Species of flowering plant

Berberis japonica is a species of flowering plant in the family Berberidaceae, native to Taiwan. Despite the name, it is not native to Japan, though it has been known in cultivation there for centuries. The wild origins of this species have long puzzled botanists, but wild plants in Taiwan, previously known under the name Mahonia tikushiensis, appear most similar to the cultivated forms of B. japonica.

==Description==
It is an evergreen shrub growing to 2 m tall by 3 m wide. The foliage is pinnate, glossy dark green above, paler beneath, and sharply toothed. Each leaf usually has six to eight pairs of leaflets together with a single terminal leaflet. The plant produces new shoots regularly from the base, so it is clothed in foliage at all levels.

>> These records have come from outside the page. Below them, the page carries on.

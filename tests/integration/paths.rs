//! Path correction through the filter.

use crate::helpers::*;
use bytes::Bytes;
use charset_filter::charset;
use charset_filter::config::EncodingConfig;
use charset_filter::core::{HostRequest, Request};
use charset_filter::filter::EncodingFilter;
use http::{Method, Uri};

#[test]
fn test_servlet_path_from_uri() {
    let filter = default_filter();
    let req = http::Request::get("/docs/%C3%BCbersicht/caf%C3%A9.html")
        .body(Bytes::new())
        .unwrap();
    let host = host_request(&filter, req);
    assert_eq!(
        host.servlet_path(),
        Some(latin1_mojibake("/docs/übersicht/café.html").as_str())
    );

    let mut wrapped = filter.wrap(host);
    assert_eq!(wrapped.servlet_path(), Some("/docs/übersicht/café.html"));
    // Repeated reads are stable
    assert_eq!(wrapped.servlet_path(), Some("/docs/übersicht/café.html"));
}

#[test]
fn test_ascii_paths_untouched() {
    let filter = default_filter();
    let inner = Request::builder(Method::GET, Uri::from_static("/"))
        .servlet_path("/plain/ascii")
        .path_translated("/var/www/plain")
        .build();
    let mut wrapped = filter.wrap(inner);

    assert_eq!(wrapped.servlet_path(), Some("/plain/ascii"));
    assert_eq!(wrapped.path_translated(), Some("/var/www/plain"));
    assert_eq!(wrapped.path_info(), None);
}

#[test]
fn test_configured_fallback_charset() {
    let filter = EncodingFilter::new(EncodingConfig {
        path_fallback_encoding: charset::lookup(Some("Shift_JIS")),
        ..EncodingConfig::default()
    });
    // "/日本" in Shift_JIS, read as Latin-1
    let garbled: String = [b'/', 0x93, 0xFA, 0x96, 0x7B]
        .iter()
        .map(|&b| char::from(b))
        .collect();
    let inner = Request::builder(Method::GET, Uri::from_static("/"))
        .path_info(garbled)
        .build();
    let mut wrapped = filter.wrap(inner);

    assert_eq!(wrapped.path_info(), Some("/日本"));
}

#[test]
fn test_unrecoverable_path_returned_as_is() {
    let filter = default_filter();
    let inner = Request::builder(Method::GET, Uri::from_static("/"))
        .servlet_path("/\u{ff}\u{fe}")
        .build();
    let mut wrapped = filter.wrap(inner);
    assert_eq!(wrapped.servlet_path(), Some("/\u{ff}\u{fe}"));
}
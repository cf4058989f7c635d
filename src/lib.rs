//! charset_filter - request parameter and path charset recovery.
//!
//! Hosts often decode query strings, form bodies and request paths with a
//! fixed charset no matter what the client sent. This crate re-parses
//! parameters from the raw bytes with a configurable charset and repairs
//! paths that were decoded as ISO-8859-1.
//!
//! # Features
//!
//! - **In-place tokenizing**: `&`/`=` state machine with lazy percent decoding
//! - **Charset cache**: bounded process-wide cache of resolved charset names
//! - **Path correction**: UTF-8, request charset, then a configured fallback
//! - **Form bodies**: Content-Length and chunked bodies read under a size cap
//! - **Structured logging**: JSON lines via tracing
//!
//! # Example
//!
//! ```rust
//! use charset_filter::charset::CharsetHandle;
//! use charset_filter::codec::ByteWindow;
//! use charset_filter::path::EncodingCorrector;
//!
//! let mut raw = b"city=M%C3%BCnchen&city=K%C3%B6ln".to_vec();
//! let (map, failed) = charset_filter::params::parse(ByteWindow::new(&mut raw), CharsetHandle::UTF_8, None);
//! assert!(!failed);
//! assert_eq!(map.get_all("city").unwrap(), ["München", "Köln"]);
//!
//! // "/café" as UTF-8 bytes, decoded by the host as Latin-1
//! let corrected = EncodingCorrector::new().correct("/caf\u{c3}\u{a9}", None);
//! assert_eq!(corrected, "/café");
//! ```

/// Package version from Cargo.toml
pub const PKG_VERSION: &str = env!("CARGO_PKG_VERSION");

pub mod body;
pub mod charset;
pub mod codec;
pub mod config;
pub mod core;
pub mod filter;
pub mod logging;
pub mod params;
pub mod path;

// Re-exports for convenience
pub use charset::CharsetHandle;
pub use config::Config;
pub use filter::{EncodingFilter, EncodingRequest};
pub use params::{ParameterMap, Parameters};
pub use path::{CorrectionMemo, EncodingCorrector};
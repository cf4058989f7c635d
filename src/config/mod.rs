//! Configuration loaded from environment variables.
//!
//! # Example
//!
//! ```rust,no_run
//! use charset_filter::config::Config;
//!
//! let config = Config::from_env()?;
//! println!("Encoding: {}", config.encoding.character_encoding);
//! # Ok::<(), charset_filter::config::ConfigError>(())
//! ```

mod encoding;
mod error;
mod logging;
mod parse;

pub use encoding::{parse_methods, EncodingConfig, DEFAULT_MAX_PARAMETER_COUNT, DEFAULT_MAX_POST_SIZE};
pub use error::ConfigError;
pub use logging::{LogFormat, LoggingConfig};

/// Complete application configuration.
#[derive(Clone, Debug)]
pub struct Config {
    /// Encoding filter configuration.
    pub encoding: EncodingConfig,
    /// Logging configuration.
    pub logging: LoggingConfig,
}

impl Config {
    /// Load configuration from environment variables.
    pub fn from_env() -> Result<Self, ConfigError> {
        Ok(Self {
            encoding: EncodingConfig::from_env()?,
            logging: LoggingConfig::from_env()?,
        })
    }

    /// Print configuration summary to log.
    pub fn log_summary(&self) {
        use tracing::info;

        let encoding = &self.encoding;
        info!("Configuration loaded:");
        info!("  Character encoding: {}", encoding.character_encoding);

        match encoding.max_parameter_count {
            Some(limit) => info!("  Max parameters: {}", limit),
            None => info!("  Max parameters: unlimited"),
        }
        match encoding.max_post_size {
            Some(limit) => info!("  Max POST size: {} bytes", limit),
            None => info!("  Max POST size: unlimited"),
        }

        let methods: Vec<&str> = encoding.parse_body_methods.iter().map(|m| m.as_str()).collect();
        info!("  Body methods: {}", methods.join(","));

        if let Some(fallback) = encoding.path_fallback_encoding {
            info!("  Path fallback: {}", fallback);
        }
        if encoding.response_encoding {
            info!("  Response encoding: enabled");
        }
        if encoding.reparse_host_parameters {
            info!("  Host parameter re-decoding: enabled");
        }
    }
}

#[cfg(test)]
mod tests {
    use super::*;

    #[test]
    fn test_config_defaults() {
        for key in [
            "CHARACTER_ENCODING",
            "RESPONSE_ENCODING",
            "MAX_PARAMETER_COUNT",
            "MAX_POST_SIZE",
            "PARSE_BODY_METHODS",
            "PATH_FALLBACK_ENCODING",
            "REPARSE_HOST_PARAMETERS",
            "LOG_FORMAT",
        ] {
            std::env::remove_var(key);
        }

        let config = Config::from_env().expect("Should load config");

        assert_eq!(config.encoding.character_encoding, "UTF-8");
        assert_eq!(config.encoding.max_parameter_count, Some(10_000));
        assert_eq!(config.encoding.parse_body_methods, vec![http::Method::POST]);
        assert!(config.encoding.path_fallback_encoding.is_none());
        assert_eq!(config.logging.format, LogFormat::Json);
    }
}
//! Per-accessor memo of the last corrected path.

use super::EncodingCorrector;

/// Remembers the last `(upstream, encoding) -> corrected` triple for one
/// path-like accessor.
///
/// Hosts may rewrite the path mid-request, so the memo is keyed on both
/// inputs and recomputed whenever either one differs.
#[derive(Debug, Default, Clone)]
pub struct CorrectionMemo {
    upstream: Option<String>,
    encoding: Option<String>,
    corrected: Option<String>,
}

impl CorrectionMemo {
    pub fn new() -> Self {
        Self::default()
    }

    /// Corrected form of `upstream`, recomputed only when the inputs changed.
    pub fn get(
        &mut self,
        corrector: &EncodingCorrector,
        upstream: Option<&str>,
        encoding: Option<&str>,
    ) -> Option<&str> {
        let upstream = upstream?;

        if !self.is_cached(upstream, encoding) {
            let corrected = corrector.correct(upstream, encoding).into_owned();
            self.upstream = Some(upstream.to_owned());
            self.encoding = encoding.map(str::to_owned);
            self.corrected = Some(corrected);
        }

        self.corrected.as_deref()
    }

    /// Forget the memoized result.
    pub fn invalidate(&mut self) {
        self.upstream = None;
        self.encoding = None;
        self.corrected = None;
    }

    /// Whether a result for exactly these inputs is held.
    pub fn is_cached(&self, upstream: &str, encoding: Option<&str>) -> bool {
        self.corrected.is_some()
            && self.upstream.as_deref() == Some(upstream)
            && self.encoding.as_deref() == encoding
    }
}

The small, scented, yellow flowers are borne from autumn through winter into spring. The inflorescences are 25 cm or more long, at first arching and then pendant. Blue or black fruits develop in spring and summer.

==Taxonomy==
Berberis japonica was initially scientifically described and named by Carl Peter Thunberg as Ilex japonica in 1784, believing it to be a true holly. In 1821 Augustin Pyramus de Candolle reclassified it as Mahonia japonica. Disagreeing with this, Kurt Polycarp Joachim Sprengel classified it in Berberis as Berberis japonica in 1825. A paper was published by Joseph Edward Laferrière in 1997 summarized the arguments for Mahonia being more properly classified as a synonym of Berberis. As of 2023 this is the most common classification by botanists.

==Cultivation==
The plant is much grown as an ornamental shrub, and for use in landscapes. It is of value for its bold foliage, flowers in flowering season, and as a groundcover landscape shrub. Its spiny foliage invite use in security hedging.

Berberis japonica has received the Royal Horticultural Society's Award of Garden Merit. The hybrid between it and Berberis oiwakensis subsp. lomariifolia is also a popular garden plant. Known as Berberis × hortensis, several cultivars have been developed from it, including 'Charity', 'Winter Sun' and 'Lionel Fortescue'. A hybrid with Berberis napaulensis var. napaulensis (M. siamensis), called Mahonia × lindsayae 'Cantab', though less well known, is a useful garden plant and also holds an Award of Garden Merit.

Berberis bealei, native to mainland China and also widely cultivated, is usually treated as a separate species, but in the past has been listed as a cultivar of Berberis japonica. Its most obvious differences from B. japonica are in shorter, upright flowering racemes and wider leaflets.